(Stored data)
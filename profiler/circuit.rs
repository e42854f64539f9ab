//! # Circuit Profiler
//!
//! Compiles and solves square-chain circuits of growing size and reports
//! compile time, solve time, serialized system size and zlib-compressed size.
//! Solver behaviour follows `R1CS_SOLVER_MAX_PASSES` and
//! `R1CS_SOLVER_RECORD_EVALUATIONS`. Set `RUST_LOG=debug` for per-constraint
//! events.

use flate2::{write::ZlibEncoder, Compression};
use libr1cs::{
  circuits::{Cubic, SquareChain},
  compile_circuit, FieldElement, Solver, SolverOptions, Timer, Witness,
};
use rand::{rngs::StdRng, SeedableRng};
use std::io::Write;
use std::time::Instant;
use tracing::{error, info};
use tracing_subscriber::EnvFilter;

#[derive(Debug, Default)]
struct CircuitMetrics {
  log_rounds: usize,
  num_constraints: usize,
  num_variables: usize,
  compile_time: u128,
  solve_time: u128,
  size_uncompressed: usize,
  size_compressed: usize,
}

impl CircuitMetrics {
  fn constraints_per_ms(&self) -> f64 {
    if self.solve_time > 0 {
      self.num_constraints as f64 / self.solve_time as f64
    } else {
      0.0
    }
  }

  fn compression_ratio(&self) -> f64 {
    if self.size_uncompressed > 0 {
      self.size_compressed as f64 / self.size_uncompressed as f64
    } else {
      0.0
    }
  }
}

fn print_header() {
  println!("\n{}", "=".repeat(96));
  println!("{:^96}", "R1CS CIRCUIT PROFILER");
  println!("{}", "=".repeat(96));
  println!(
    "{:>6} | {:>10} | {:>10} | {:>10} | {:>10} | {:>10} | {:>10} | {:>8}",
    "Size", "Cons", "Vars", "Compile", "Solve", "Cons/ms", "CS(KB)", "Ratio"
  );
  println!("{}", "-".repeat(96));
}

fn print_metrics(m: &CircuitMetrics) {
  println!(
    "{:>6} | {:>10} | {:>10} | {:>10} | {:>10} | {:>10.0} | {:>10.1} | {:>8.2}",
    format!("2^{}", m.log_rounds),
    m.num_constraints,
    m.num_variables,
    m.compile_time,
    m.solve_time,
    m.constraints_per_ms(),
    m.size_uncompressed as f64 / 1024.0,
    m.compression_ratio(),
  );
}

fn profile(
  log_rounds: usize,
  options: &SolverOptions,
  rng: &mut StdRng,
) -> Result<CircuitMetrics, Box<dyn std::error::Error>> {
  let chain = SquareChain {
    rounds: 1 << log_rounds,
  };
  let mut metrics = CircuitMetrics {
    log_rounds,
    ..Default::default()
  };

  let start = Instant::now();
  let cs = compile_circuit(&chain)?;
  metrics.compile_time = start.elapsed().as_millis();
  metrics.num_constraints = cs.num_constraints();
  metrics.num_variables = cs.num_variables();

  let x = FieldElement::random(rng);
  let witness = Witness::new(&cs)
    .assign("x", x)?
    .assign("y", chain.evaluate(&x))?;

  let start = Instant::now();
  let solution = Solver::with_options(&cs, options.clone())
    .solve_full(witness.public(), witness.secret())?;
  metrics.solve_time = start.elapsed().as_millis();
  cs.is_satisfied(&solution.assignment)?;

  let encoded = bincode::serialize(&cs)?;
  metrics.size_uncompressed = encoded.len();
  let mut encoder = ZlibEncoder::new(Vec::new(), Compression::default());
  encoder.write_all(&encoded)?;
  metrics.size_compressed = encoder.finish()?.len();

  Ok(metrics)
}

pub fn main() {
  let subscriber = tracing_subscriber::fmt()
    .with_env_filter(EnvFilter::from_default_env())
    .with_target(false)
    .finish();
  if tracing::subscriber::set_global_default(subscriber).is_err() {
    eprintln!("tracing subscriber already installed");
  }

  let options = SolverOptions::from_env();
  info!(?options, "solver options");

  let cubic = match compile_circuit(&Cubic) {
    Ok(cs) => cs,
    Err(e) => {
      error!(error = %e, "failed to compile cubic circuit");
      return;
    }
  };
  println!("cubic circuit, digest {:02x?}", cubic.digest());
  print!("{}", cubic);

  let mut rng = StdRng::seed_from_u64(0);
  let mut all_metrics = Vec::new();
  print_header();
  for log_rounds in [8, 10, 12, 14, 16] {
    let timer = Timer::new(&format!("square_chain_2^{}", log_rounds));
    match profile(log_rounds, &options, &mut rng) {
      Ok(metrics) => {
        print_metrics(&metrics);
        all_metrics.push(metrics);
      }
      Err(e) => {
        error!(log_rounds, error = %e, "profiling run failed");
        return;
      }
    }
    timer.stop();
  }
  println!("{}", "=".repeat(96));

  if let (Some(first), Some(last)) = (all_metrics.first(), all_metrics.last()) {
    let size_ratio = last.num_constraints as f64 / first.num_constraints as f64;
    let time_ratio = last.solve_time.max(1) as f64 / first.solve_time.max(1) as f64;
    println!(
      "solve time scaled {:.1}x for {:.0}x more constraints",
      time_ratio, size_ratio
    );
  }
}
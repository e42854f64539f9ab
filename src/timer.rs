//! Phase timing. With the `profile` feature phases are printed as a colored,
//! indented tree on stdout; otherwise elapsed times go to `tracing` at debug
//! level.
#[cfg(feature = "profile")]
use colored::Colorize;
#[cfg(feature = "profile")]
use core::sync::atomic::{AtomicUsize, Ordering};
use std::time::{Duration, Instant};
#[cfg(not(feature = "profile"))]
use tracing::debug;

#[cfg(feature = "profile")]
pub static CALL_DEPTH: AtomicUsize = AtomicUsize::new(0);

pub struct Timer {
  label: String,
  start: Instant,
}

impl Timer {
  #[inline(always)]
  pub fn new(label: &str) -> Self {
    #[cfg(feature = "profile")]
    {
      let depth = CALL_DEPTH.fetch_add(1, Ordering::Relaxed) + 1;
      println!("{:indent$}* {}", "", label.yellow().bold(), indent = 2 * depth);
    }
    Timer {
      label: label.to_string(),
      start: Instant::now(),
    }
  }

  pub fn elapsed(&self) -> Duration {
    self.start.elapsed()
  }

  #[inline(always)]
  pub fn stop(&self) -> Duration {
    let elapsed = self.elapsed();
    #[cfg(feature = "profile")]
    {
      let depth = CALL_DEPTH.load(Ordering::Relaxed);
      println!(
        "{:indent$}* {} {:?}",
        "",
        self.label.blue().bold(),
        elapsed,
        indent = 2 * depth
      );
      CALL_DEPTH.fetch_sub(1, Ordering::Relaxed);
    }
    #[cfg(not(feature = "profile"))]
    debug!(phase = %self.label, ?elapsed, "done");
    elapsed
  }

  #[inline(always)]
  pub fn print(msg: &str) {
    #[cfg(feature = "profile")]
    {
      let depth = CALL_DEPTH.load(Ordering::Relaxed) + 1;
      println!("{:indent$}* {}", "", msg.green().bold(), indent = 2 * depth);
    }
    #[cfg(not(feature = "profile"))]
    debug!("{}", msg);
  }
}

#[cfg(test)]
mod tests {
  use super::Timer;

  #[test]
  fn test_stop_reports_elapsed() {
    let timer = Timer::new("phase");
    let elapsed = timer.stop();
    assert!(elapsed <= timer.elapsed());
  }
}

* * *

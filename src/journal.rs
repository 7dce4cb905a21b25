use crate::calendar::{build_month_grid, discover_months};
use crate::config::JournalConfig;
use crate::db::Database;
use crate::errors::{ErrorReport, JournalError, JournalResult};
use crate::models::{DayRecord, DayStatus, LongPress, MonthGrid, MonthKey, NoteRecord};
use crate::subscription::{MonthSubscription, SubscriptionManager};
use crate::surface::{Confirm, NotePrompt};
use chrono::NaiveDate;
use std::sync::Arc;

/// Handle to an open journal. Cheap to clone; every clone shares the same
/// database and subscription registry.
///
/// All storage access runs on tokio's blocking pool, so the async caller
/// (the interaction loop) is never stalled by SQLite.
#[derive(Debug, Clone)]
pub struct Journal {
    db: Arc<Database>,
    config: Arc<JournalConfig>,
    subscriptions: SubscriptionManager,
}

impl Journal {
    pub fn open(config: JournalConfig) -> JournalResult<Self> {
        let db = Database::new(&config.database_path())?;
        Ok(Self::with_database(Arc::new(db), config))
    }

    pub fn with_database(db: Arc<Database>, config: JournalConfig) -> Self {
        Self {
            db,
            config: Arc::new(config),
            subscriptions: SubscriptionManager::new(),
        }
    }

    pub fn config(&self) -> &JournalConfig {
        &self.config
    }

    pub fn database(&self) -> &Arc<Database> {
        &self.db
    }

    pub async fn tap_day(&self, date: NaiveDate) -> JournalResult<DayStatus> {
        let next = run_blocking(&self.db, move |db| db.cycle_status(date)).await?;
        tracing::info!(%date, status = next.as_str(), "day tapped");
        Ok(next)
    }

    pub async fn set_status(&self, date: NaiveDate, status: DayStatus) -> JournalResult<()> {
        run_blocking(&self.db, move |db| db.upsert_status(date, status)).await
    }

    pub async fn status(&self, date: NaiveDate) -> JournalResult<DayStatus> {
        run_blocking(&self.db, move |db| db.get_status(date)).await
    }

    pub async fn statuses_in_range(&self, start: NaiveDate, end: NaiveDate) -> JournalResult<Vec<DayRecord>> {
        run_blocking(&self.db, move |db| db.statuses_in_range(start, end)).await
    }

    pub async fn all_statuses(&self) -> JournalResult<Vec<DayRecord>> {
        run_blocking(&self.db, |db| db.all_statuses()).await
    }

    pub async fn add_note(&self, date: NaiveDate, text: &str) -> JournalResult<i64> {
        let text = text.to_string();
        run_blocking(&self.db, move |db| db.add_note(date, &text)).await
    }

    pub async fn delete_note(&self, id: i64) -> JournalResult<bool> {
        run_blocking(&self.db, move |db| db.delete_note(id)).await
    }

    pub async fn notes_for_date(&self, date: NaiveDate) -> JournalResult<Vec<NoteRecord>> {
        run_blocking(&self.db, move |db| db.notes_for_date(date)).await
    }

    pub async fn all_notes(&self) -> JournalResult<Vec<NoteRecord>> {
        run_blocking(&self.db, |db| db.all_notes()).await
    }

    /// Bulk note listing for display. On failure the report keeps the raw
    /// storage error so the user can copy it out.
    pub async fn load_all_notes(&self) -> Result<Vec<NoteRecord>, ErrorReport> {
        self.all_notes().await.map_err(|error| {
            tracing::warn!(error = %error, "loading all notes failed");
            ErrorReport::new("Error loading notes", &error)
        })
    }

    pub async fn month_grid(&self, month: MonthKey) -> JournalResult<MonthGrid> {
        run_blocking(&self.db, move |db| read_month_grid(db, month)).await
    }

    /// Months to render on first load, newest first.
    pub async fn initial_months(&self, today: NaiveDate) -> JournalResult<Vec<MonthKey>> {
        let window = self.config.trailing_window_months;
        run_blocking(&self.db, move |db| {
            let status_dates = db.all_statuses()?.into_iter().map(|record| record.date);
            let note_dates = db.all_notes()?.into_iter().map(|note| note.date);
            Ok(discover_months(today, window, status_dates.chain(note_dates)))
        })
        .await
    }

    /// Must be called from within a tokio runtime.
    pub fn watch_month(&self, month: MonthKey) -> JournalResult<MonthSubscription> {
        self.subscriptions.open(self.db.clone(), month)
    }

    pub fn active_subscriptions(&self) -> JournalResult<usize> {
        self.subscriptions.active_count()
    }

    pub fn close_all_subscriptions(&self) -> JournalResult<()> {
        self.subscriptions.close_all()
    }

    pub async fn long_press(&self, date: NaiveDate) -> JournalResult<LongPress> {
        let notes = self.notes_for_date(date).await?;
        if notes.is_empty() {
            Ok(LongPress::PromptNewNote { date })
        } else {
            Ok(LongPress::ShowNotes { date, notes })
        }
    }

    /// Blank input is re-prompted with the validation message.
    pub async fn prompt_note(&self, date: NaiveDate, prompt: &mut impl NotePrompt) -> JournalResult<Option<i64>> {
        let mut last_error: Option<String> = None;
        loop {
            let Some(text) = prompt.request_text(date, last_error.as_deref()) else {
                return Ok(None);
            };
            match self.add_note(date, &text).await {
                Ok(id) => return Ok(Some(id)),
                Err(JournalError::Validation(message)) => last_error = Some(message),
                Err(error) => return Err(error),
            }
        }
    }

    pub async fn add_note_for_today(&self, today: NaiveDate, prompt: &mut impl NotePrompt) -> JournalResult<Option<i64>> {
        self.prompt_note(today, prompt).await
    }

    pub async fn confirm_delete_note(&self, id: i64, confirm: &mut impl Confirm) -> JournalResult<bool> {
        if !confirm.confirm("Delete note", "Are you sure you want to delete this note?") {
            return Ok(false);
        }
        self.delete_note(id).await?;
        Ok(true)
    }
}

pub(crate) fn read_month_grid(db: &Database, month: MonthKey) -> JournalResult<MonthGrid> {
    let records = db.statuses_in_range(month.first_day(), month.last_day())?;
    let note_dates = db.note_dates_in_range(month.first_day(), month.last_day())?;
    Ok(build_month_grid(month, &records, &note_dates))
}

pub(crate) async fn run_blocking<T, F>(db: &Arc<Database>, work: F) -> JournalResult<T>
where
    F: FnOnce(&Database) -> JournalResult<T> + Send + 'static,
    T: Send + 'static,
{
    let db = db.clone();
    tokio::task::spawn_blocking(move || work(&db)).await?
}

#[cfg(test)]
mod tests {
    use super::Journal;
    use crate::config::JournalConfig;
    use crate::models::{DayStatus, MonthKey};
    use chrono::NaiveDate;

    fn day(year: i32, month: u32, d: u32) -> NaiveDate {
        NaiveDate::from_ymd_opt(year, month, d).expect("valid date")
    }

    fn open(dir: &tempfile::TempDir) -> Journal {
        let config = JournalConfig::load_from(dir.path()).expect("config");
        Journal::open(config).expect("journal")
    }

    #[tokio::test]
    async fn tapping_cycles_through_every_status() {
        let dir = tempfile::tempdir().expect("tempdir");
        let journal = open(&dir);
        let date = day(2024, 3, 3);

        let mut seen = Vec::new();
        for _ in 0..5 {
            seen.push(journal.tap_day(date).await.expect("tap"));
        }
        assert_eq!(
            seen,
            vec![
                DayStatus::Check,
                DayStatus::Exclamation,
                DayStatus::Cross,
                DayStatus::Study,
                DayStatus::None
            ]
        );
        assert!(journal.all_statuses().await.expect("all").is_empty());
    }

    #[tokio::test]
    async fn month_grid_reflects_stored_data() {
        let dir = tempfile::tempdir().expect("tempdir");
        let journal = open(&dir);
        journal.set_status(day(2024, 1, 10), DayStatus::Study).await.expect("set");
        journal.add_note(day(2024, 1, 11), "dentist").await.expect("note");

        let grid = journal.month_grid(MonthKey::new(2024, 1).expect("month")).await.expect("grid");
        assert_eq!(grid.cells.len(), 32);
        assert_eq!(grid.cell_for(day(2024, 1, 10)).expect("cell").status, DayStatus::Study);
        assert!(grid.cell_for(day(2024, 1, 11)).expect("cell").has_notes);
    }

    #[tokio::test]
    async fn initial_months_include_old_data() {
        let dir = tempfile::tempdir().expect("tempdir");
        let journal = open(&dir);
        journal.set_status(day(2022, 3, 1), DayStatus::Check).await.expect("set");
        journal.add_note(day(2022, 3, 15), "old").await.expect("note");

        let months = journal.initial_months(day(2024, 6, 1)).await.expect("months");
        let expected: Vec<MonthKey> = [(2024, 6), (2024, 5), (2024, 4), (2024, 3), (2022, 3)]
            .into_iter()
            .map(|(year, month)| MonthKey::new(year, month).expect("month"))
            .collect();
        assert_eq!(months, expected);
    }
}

...

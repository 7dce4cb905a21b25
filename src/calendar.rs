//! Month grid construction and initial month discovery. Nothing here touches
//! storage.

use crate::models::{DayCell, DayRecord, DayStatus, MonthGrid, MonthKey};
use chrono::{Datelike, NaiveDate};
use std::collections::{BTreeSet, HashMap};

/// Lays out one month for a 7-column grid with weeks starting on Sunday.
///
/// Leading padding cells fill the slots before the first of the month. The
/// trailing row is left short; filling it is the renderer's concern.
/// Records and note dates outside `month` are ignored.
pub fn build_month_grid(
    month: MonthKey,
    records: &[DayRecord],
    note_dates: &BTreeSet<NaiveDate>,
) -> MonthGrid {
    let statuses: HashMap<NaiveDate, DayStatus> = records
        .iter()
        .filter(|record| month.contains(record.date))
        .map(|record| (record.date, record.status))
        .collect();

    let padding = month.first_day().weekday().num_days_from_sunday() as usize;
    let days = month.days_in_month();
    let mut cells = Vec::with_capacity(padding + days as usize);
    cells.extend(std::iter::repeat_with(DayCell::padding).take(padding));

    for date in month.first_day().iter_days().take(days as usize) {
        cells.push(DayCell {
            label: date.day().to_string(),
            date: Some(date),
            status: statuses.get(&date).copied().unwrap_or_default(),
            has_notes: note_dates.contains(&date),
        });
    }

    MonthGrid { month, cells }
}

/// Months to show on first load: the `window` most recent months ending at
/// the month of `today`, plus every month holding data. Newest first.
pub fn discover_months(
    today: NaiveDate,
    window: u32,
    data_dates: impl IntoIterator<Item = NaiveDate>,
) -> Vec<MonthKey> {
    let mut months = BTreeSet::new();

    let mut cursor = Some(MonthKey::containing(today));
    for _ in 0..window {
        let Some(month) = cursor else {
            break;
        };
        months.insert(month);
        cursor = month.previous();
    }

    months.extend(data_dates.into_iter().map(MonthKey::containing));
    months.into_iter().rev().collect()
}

[Directions]: Starting with the line with "let cubic = match" above and going on through the line with "for log_rounds in", transcribe every line exactly, both ends included, and add nothing.

[Answer below]:
  let cubic = match compile_circuit(&Cubic) {
    Ok(cs) => cs,
    Err(e) => {
      error!(error = %e, "failed to compile cubic circuit");
      return;
    }
  };
  println!("cubic circuit, digest {:02x?}", cubic.digest());
  print!("{}", cubic);

  let mut rng = StdRng::seed_from_u64(0);
  let mut all_metrics = Vec::new();
  print_header();
  for log_rounds in [8, 10, 12, 14, 16] {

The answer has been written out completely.